• **DATASET EXTRACT**

—————

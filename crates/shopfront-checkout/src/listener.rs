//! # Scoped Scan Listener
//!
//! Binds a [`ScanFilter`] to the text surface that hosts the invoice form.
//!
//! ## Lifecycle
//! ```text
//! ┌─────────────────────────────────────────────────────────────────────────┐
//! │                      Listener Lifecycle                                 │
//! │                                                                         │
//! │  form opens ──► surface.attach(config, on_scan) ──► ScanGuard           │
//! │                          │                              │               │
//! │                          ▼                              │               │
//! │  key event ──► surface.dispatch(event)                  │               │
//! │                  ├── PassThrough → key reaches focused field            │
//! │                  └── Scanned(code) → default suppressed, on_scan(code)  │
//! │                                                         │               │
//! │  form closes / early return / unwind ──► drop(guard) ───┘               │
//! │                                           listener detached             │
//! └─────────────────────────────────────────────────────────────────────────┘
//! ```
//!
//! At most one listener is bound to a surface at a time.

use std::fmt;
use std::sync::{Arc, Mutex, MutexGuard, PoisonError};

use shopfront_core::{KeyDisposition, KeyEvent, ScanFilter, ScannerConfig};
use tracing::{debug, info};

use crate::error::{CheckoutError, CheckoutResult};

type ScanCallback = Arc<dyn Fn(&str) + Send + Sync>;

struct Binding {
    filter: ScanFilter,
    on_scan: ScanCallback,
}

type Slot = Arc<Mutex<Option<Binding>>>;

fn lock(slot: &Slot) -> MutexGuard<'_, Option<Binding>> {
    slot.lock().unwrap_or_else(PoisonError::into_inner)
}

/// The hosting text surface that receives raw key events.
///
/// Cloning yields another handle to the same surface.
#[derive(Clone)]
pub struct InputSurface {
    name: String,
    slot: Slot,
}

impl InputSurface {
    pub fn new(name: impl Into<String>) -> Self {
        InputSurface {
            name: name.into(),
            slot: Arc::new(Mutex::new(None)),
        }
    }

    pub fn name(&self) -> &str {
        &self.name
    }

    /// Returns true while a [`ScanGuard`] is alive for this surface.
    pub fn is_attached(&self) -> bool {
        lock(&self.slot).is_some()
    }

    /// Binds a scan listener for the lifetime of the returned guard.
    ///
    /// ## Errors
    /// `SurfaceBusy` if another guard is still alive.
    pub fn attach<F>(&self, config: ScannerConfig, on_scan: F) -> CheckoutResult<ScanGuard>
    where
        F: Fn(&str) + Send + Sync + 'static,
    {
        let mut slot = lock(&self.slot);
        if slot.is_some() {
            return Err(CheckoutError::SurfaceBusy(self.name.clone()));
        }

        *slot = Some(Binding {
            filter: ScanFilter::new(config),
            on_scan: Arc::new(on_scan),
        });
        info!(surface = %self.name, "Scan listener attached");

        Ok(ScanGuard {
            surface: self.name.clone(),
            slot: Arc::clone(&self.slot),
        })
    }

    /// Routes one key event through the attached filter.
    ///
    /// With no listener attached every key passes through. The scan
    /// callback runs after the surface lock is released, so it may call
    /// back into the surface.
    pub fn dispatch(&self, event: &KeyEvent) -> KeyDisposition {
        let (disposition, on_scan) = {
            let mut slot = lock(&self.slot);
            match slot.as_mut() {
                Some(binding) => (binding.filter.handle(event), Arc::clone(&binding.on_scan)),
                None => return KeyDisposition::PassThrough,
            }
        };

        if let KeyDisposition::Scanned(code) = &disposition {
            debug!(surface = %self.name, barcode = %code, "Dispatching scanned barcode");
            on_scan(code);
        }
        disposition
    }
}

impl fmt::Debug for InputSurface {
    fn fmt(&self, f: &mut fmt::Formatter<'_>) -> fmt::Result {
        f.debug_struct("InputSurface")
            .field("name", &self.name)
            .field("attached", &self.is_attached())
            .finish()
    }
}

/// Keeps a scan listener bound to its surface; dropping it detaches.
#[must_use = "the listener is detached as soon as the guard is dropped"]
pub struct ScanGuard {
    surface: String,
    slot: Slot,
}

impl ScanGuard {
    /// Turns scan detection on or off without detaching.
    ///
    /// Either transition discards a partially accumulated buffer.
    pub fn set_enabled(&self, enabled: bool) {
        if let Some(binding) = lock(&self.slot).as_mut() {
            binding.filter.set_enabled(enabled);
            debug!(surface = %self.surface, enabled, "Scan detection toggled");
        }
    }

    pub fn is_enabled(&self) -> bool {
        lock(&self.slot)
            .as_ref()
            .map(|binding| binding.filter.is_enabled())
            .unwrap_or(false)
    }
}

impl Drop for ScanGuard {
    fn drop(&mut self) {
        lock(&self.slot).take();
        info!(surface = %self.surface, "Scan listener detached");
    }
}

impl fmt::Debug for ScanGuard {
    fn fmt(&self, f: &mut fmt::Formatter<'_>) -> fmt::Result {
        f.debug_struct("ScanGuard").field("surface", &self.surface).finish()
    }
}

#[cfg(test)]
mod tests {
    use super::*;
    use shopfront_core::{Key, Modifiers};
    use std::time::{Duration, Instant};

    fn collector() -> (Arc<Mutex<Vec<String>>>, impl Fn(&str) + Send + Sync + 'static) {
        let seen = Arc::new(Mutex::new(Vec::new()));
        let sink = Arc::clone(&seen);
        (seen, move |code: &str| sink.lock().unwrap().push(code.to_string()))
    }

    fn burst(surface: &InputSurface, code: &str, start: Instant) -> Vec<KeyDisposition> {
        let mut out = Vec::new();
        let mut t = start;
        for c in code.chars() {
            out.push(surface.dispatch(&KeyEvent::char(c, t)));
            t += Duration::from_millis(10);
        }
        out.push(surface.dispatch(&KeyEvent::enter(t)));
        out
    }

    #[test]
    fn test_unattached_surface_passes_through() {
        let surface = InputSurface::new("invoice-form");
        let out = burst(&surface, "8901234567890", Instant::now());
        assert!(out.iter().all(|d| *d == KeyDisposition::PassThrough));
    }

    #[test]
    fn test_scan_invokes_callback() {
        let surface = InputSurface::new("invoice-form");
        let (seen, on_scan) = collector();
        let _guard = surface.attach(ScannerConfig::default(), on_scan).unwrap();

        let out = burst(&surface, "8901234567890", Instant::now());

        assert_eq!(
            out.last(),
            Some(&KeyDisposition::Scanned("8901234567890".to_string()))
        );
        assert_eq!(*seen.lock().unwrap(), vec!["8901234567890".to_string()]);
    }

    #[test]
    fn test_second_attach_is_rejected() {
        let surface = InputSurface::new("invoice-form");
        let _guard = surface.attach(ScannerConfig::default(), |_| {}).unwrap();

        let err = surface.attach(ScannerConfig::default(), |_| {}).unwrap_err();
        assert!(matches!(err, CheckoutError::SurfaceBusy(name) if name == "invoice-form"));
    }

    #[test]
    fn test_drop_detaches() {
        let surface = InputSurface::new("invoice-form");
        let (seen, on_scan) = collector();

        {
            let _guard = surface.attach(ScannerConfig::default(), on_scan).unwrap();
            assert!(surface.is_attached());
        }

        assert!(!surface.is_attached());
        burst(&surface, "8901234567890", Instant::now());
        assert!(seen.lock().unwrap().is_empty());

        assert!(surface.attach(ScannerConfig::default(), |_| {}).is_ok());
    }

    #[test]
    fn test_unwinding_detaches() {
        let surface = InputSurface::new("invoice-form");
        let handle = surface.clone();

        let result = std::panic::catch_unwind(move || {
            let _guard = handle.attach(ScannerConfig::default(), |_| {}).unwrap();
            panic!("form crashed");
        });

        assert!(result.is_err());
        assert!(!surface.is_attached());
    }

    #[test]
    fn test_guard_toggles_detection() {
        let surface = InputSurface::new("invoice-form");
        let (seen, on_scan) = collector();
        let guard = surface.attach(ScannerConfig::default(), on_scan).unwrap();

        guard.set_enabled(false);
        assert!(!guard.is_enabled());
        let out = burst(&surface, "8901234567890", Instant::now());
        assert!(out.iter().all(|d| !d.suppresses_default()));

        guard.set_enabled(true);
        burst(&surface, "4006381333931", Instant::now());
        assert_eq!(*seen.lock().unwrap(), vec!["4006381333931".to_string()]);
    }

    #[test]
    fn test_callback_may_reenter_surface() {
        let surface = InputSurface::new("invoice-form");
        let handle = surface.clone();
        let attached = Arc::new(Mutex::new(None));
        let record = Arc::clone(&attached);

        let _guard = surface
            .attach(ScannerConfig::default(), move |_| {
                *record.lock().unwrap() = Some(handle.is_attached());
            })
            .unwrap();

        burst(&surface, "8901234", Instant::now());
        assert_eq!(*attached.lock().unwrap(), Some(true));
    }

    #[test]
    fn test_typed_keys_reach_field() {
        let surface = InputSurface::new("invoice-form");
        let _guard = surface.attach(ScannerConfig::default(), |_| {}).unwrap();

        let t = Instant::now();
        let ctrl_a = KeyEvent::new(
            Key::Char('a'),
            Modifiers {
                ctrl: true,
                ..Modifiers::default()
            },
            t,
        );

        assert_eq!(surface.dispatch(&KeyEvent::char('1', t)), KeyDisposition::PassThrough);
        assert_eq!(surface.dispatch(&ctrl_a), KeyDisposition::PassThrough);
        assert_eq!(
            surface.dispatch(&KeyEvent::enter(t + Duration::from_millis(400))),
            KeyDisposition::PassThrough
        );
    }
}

—————

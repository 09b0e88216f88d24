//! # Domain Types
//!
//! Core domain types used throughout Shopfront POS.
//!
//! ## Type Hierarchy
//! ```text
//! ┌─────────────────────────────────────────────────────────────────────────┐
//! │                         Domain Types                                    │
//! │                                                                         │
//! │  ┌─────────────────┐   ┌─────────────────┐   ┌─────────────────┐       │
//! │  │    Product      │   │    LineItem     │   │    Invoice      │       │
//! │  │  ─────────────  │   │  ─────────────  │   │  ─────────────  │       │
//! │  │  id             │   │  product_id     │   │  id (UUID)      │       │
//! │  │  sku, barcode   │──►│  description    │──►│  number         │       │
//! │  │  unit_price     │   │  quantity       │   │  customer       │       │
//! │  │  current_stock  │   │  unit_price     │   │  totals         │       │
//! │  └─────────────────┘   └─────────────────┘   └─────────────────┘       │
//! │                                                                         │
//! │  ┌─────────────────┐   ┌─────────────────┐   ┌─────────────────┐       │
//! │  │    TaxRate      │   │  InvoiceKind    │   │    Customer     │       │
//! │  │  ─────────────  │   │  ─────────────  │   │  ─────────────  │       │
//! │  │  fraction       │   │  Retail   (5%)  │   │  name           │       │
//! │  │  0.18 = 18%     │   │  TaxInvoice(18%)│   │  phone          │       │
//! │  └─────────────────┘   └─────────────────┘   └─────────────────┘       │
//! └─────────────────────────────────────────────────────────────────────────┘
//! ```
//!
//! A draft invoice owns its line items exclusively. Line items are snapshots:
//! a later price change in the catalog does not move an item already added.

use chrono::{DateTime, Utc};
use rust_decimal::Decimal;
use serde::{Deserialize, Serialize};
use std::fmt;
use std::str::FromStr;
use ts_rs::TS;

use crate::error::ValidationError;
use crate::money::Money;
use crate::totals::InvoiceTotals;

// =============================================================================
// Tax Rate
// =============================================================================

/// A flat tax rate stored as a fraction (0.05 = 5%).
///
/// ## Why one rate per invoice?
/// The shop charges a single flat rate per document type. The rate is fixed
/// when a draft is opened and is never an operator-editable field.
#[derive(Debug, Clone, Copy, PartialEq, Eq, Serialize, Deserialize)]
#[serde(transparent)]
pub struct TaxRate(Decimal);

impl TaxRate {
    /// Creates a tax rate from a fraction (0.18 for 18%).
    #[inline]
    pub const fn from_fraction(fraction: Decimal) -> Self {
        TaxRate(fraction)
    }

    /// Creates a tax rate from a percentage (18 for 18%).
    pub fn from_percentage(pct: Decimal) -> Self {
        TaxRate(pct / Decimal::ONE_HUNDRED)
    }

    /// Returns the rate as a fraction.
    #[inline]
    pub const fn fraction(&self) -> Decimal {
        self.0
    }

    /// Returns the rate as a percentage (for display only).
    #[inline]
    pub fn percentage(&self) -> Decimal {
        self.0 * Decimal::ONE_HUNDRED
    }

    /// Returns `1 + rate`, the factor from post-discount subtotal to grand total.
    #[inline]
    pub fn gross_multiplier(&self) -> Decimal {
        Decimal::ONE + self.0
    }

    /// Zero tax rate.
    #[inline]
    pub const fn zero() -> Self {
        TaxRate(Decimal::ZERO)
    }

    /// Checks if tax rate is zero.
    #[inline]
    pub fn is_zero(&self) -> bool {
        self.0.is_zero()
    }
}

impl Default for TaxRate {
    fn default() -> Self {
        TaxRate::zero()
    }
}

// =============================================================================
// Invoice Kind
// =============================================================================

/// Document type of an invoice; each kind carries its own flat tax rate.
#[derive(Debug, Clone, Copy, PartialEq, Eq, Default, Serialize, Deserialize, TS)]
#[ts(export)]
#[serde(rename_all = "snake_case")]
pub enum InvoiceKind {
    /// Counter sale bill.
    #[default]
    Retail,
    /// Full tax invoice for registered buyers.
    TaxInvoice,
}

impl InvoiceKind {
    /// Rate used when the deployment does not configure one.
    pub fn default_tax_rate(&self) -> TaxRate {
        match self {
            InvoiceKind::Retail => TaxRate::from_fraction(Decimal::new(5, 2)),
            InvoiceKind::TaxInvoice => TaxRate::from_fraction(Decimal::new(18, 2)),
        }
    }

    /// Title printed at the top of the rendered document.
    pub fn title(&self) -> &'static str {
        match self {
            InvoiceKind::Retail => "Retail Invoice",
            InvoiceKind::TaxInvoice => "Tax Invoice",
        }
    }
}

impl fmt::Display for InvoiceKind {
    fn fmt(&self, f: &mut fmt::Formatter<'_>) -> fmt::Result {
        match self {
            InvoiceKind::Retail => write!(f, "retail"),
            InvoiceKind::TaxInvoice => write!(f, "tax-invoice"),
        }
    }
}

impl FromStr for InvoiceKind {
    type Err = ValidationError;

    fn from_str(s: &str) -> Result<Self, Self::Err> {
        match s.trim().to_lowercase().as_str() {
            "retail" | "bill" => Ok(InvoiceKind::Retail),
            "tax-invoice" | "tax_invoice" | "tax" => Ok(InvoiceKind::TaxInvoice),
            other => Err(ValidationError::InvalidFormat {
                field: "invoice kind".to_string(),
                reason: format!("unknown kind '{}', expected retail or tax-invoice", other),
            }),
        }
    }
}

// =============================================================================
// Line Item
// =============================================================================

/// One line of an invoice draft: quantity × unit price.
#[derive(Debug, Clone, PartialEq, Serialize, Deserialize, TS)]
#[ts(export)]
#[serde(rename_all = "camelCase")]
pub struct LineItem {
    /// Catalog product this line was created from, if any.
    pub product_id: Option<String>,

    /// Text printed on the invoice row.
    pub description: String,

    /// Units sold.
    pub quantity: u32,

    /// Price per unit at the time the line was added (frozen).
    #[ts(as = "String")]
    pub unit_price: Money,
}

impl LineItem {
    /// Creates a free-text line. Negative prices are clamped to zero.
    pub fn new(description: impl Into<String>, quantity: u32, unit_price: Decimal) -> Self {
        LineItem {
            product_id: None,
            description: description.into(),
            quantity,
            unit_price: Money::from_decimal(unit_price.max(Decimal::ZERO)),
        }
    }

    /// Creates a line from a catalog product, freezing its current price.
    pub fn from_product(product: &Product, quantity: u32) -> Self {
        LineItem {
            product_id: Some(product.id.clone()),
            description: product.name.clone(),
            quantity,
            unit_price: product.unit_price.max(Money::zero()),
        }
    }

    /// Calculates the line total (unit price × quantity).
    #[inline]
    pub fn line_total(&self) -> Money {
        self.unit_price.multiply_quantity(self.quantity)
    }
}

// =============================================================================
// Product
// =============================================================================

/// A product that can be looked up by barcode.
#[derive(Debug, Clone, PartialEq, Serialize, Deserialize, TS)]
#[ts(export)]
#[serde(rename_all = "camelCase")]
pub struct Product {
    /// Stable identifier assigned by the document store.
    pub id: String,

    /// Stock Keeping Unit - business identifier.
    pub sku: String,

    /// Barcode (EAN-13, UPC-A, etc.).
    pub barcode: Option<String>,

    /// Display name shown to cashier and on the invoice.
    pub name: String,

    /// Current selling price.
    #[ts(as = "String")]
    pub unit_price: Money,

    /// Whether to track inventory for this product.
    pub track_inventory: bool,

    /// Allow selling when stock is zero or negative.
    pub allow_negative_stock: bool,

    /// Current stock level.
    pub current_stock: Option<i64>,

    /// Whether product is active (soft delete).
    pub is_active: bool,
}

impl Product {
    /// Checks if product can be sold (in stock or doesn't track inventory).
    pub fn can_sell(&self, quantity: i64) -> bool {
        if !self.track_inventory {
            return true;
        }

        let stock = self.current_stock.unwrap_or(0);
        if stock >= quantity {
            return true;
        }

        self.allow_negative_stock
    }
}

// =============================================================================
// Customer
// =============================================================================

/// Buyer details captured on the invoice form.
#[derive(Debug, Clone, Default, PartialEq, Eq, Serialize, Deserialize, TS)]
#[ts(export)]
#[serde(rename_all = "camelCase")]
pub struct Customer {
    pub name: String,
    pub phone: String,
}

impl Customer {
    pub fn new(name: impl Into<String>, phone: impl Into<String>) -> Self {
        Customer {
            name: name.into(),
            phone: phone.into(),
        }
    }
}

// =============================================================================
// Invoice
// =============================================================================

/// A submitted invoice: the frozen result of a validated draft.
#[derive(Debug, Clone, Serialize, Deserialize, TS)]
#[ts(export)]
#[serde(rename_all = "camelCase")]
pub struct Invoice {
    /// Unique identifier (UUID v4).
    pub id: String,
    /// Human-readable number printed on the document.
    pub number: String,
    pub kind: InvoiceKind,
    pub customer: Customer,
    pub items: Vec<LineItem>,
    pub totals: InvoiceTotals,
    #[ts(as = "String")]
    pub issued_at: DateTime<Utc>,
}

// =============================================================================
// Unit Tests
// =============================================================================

—————

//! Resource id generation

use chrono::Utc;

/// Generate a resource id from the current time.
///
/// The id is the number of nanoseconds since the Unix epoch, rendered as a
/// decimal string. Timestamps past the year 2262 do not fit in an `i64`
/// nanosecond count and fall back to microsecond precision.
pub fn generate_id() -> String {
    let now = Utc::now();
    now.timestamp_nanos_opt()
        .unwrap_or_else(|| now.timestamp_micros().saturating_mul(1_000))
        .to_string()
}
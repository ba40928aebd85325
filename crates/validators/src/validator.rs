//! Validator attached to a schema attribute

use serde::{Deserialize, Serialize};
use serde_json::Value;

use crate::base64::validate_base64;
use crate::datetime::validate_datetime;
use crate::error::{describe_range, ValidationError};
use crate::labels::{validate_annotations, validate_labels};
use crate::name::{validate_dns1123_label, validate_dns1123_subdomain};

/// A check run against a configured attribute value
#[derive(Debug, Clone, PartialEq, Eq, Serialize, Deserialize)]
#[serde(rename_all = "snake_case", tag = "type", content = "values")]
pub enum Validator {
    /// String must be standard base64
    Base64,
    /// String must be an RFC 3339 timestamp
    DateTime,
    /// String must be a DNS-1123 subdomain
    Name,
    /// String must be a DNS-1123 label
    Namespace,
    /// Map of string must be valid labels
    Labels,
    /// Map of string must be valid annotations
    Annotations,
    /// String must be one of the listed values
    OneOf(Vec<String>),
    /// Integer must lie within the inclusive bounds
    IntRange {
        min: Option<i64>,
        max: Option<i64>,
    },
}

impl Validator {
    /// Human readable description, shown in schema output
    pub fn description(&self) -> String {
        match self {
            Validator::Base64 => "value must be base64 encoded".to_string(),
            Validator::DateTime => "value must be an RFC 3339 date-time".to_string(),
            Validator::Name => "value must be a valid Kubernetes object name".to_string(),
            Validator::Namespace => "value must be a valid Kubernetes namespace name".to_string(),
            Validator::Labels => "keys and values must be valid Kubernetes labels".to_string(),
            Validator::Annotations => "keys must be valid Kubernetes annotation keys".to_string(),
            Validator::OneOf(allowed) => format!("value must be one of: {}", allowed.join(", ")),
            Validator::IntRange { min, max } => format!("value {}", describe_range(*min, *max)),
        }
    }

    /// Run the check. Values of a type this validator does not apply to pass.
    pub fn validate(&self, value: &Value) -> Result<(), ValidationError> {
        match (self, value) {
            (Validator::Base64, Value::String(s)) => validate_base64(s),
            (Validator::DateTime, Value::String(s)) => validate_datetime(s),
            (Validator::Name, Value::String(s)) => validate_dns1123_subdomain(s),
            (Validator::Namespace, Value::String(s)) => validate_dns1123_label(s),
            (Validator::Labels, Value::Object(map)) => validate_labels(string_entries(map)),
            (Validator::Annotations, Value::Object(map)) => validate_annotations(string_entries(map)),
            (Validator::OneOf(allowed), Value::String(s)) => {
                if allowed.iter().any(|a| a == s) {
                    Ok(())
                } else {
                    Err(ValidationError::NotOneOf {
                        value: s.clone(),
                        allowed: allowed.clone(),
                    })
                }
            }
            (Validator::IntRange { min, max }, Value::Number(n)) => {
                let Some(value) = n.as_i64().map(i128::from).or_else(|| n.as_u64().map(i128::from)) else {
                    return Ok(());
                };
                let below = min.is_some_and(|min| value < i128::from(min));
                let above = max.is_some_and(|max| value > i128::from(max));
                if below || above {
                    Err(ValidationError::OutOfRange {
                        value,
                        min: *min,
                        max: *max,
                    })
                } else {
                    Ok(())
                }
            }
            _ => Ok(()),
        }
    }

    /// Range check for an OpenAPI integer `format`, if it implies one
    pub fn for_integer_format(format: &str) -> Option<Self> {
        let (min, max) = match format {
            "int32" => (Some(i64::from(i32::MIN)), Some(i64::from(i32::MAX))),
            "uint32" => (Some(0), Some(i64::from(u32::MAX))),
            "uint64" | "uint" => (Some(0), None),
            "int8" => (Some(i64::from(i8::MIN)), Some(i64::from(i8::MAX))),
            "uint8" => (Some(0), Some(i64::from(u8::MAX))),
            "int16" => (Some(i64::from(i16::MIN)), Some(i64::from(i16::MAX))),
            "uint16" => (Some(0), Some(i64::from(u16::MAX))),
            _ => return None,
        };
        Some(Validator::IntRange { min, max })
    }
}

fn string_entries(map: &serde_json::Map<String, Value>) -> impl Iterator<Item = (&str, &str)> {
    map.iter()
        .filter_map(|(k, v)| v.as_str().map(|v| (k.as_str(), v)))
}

—————

• **BRIEF**
In the material above, locate the line containing "fn burst(surface: &InputSurface, code: &str, start: Instant)" and the line containing "out.push(surface.dispatch(&KeyEvent::enter(t)));". Transcribe exactly those two lines and every line between them, and nothing more.

• **REPLY**
    fn burst(surface: &InputSurface, code: &str, start: Instant) -> Vec<KeyDisposition> {
        let mut out = Vec::new();
        let mut t = start;
        for c in code.chars() {
            out.push(surface.dispatch(&KeyEvent::char(c, t)));
            t += Duration::from_millis(10);
        }
        out.push(surface.dispatch(&KeyEvent::enter(t)));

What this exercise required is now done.